Map function looks like a SQL select query
Reduce function looks a SQL; count, having or avg query
Calculated map function creates an output of results before the reduce function which it takes key / value pairs for parameter. Both of this function must be written by programmer.
After this instruction lets describe an MapReduce practice before our MongoDb example. That practice is about word count in text. First it splits our input into the 3 pieces. Inside the mapping function it counts each word in the splitted groups. After mapping section, it groups the same words in the same chunk. Lets look at the image. In mapping part it counts and we find there are 2 dogs,3 cars, 2 cats and 2 rats. Next phase it groups the same word. After shuffling, reduce function makes another count operation inside these chunks. It accumulates the values by each word. Finally it combines final results and outputs the screen. You may think that it’s just a basic operation why do we need MapReduce or MongoDB. Just think, what can we do if we have got thousands or millions of data. MapReduce paradigm is the best option to deal with higher values of data.
Example : My example based on C# console application. I use restaurants collection dataset in this example which published by mongodb in their website for learners. Every document,each restaurant, have borough value. With map function we group each restaurant by their borough value. Then we accumulate restaurant values in the reduce function. In addition we make filter operation for aggregate results by each restaurants cuisine type.
- MongoDB database connection settings
- Filter by restaurant cuisine type
- We create a MapReduceOptions object to define our options in it. Restaurant class is our input value type. Our output value type is a BsonDocument.
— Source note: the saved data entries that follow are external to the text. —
//! Page fetch through the CORS relay.

use std::sync::LazyLock;

use tokio::time::{timeout, Duration};

use crate::error::{ToolboxError, ToolboxResult};
use crate::types::PageFetchResult;

/// CORS relay endpoint; wraps the upstream body and status in JSON.
const RELAY_ENDPOINT: &str = "https://api.allorigins.win/get";

/// Per-fetch timeout in seconds.
const FETCH_TIMEOUT_SECS: u64 = 10;

/// Shared HTTP client for relay calls.
static HTTP_CLIENT: LazyLock<reqwest::Client> = LazyLock::new(reqwest::Client::new);

/// Fetch a URL through the relay and return its body with upstream status.
pub async fn fetch_page(url: &str) -> ToolboxResult<PageFetchResult> {
    let relay_url = format!("{RELAY_ENDPOINT}?url={}", urlencoding::encode(url));

    let response = timeout(
        Duration::from_secs(FETCH_TIMEOUT_SECS),
        async {
            HTTP_CLIENT
                .get(&relay_url)
                .send()
                .await
                .map_err(|e| ToolboxError::NetworkError(format!("Page fetch failed: {e}")))?
                .json::<PageFetchResult>()
                .await
                .map_err(|e| {
                    ToolboxError::NetworkError(format!("Failed to parse relay response: {e}"))
                })
        },
    )
    .await
    .map_err(|_| {
        ToolboxError::NetworkError(format!("Page fetch timed out ({FETCH_TIMEOUT_SECS}s)"))
    })??;

    Ok(response)
}

/// Whether relay contents look like a plain-text resource rather than an
/// HTML error page or block notice.
#[must_use]
pub fn is_valid_text_resource(contents: &str) -> bool {
    let trimmed = contents.trim();
    if trimmed.len() < 2 {
        return false;
    }
    let lowered = trimmed.to_lowercase();
    !(lowered.starts_with("<!doctype") || lowered.starts_with("<html") || lowered.contains("access denied"))
}
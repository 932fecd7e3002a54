//! Provider identification and redundancy heuristics.
//!
//! The provider table is an ordered list of `(substring, canonical name)`
//! pairs evaluated in order — first match wins. Keeping the heuristic data
//! declarative keeps it independently testable.

use crate::types::RedundancyGrade;

/// Ordered provider match table. Substrings are lowercase.
const PROVIDER_TABLE: &[(&str, &str)] = &[
    ("cloudflare", "Cloudflare"),
    ("amazon", "Amazon Web Services (AWS)"),
    ("aws", "Amazon Web Services (AWS)"),
    ("google", "Google Cloud"),
    ("azure", "Microsoft Azure"),
    ("microsoft", "Microsoft Azure"),
    ("digitalocean", "DigitalOcean"),
    ("linode", "Linode (Akamai)"),
    ("akamai", "Akamai"),
    ("vultr", "Vultr"),
    ("ovh", "OVH"),
    ("hetzner", "Hetzner"),
    ("godaddy", "GoDaddy"),
    ("hostgator", "HostGator"),
    ("bluehost", "Bluehost"),
    ("siteground", "SiteGround"),
    ("namecheap", "Namecheap"),
    ("registrar-servers", "Namecheap"),
    ("vercel", "Vercel"),
    ("netlify", "Netlify"),
    ("fastly", "Fastly"),
    ("awsdns", "Amazon Web Services (AWS)"),
    ("wixdns", "Wix"),
    ("squarespace", "Squarespace"),
    ("shopify", "Shopify"),
    ("github", "GitHub Pages"),
];

/// Providers that operate as CDN/edge networks.
const CDN_PROVIDERS: &[&str] = &[
    "Cloudflare",
    "Fastly",
    "Akamai",
    "Vercel",
    "Netlify",
    "Amazon Web Services (AWS)",
];

/// Identify a provider from organization/ISP/ASN-or-hostname text.
///
/// All three signals are matched case-insensitively against the table. When
/// nothing matches, falls back to the raw organization (then ISP) text, and
/// finally to `"Unknown Provider"`.
#[must_use]
pub fn identify_provider(org: &str, isp: &str, extra: &str) -> String {
    let haystack = format!("{org} {isp} {extra}").to_lowercase();
    for (needle, canonical) in PROVIDER_TABLE {
        if haystack.contains(needle) {
            return (*canonical).to_string();
        }
    }

    let org = org.trim();
    if !org.is_empty() {
        return org.to_string();
    }
    let isp = isp.trim();
    if !isp.is_empty() {
        return isp.to_string();
    }
    "Unknown Provider".to_string()
}

/// Whether a canonical provider name is a known CDN/edge network.
#[must_use]
pub fn is_cdn_provider(provider: &str) -> bool {
    CDN_PROVIDERS.contains(&provider)
}

/// Grade nameserver diversity.
#[must_use]
pub fn assess_redundancy(nameserver_count: usize, distinct_ip_count: usize) -> RedundancyGrade {
    if nameserver_count >= 4 || distinct_ip_count >= 4 {
        RedundancyGrade::Good
    } else if nameserver_count >= 2 {
        RedundancyGrade::Fair
    } else {
        RedundancyGrade::Poor
    }
}

#[cfg(test)]
mod tests {
    use super::*;

    // ==================== identify_provider tests ====================

    #[test]
    fn test_identify_provider_aws_from_asn() {
        assert_eq!(
            identify_provider("AMAZON AWS EC2", "", "AS16509 AMAZON-02"),
            "Amazon Web Services (AWS)"
        );
    }

    #[test]
    fn test_identify_provider_case_insensitive() {
        assert_eq!(identify_provider("CLOUDFLARE, INC.", "", ""), "Cloudflare");
    }

    #[test]
    fn test_identify_provider_first_match_wins() {
        // Both Cloudflare and Google appear; the table lists Cloudflare first.
        assert_eq!(
            identify_provider("Cloudflare", "Google Fiber", ""),
            "Cloudflare"
        );
    }

    #[test]
    fn test_identify_provider_from_nameserver_hostname() {
        assert_eq!(
            identify_provider("ns-123.awsdns-45.org", "", ""),
            "Amazon Web Services (AWS)"
        );
        assert_eq!(
            identify_provider("dns1.registrar-servers.com", "", ""),
            "Namecheap"
        );
    }

    #[test]
    fn test_identify_provider_falls_back_to_org() {
        assert_eq!(
            identify_provider("Contoso Hosting Ltd", "Some ISP", ""),
            "Contoso Hosting Ltd"
        );
    }

    #[test]
    fn test_identify_provider_falls_back_to_isp() {
        assert_eq!(identify_provider("  ", "Some ISP", ""), "Some ISP");
    }

    #[test]
    fn test_identify_provider_unknown() {
        assert_eq!(identify_provider("", "", ""), "Unknown Provider");
    }

    // ==================== is_cdn_provider tests ====================

    #[test]
    fn test_is_cdn_provider() {
        assert!(is_cdn_provider("Cloudflare"));
        assert!(is_cdn_provider("Fastly"));
        assert!(!is_cdn_provider("Hetzner"));
        assert!(!is_cdn_provider("Unknown Provider"));
    }

    // ==================== assess_redundancy tests ====================

    #[test]
    fn test_assess_redundancy_good_by_nameservers() {
        assert_eq!(assess_redundancy(4, 1), RedundancyGrade::Good);
    }

    #[test]
    fn test_assess_redundancy_good_by_distinct_ips() {
        assert_eq!(assess_redundancy(1, 4), RedundancyGrade::Good);
    }

    #[test]
    fn test_assess_redundancy_fair() {
        assert_eq!(assess_redundancy(2, 2), RedundancyGrade::Fair);
        assert_eq!(assess_redundancy(3, 1), RedundancyGrade::Fair);
    }

    #[test]
    fn test_assess_redundancy_poor() {
        assert_eq!(assess_redundancy(1, 1), RedundancyGrade::Poor);
        assert_eq!(assess_redundancy(0, 0), RedundancyGrade::Poor);
    }
}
We have got two functions; finalize and filter. Both of them are define inside options object variable.
- MapReduce method takes 3 parameters. These are map function, reduce function and options object. Then we make an await operation to get all aggregate results.
- Image below this paragraph shows our output with no filter. In total we have got 25.360 restaurant value which they are groupped and counted by their borough value.
- When we use restaurant type filter, output will be different.
We use MapReduce operation for our example. It will be a better way to deal with high volume data sets. If we have a new values in our dataset, we won’t need to apply MapReduce operation to our whole dataset again. When we use Incremental MapReduce operation, this operation will only effect to our new values. Then the new aggregate result is merged with the old result.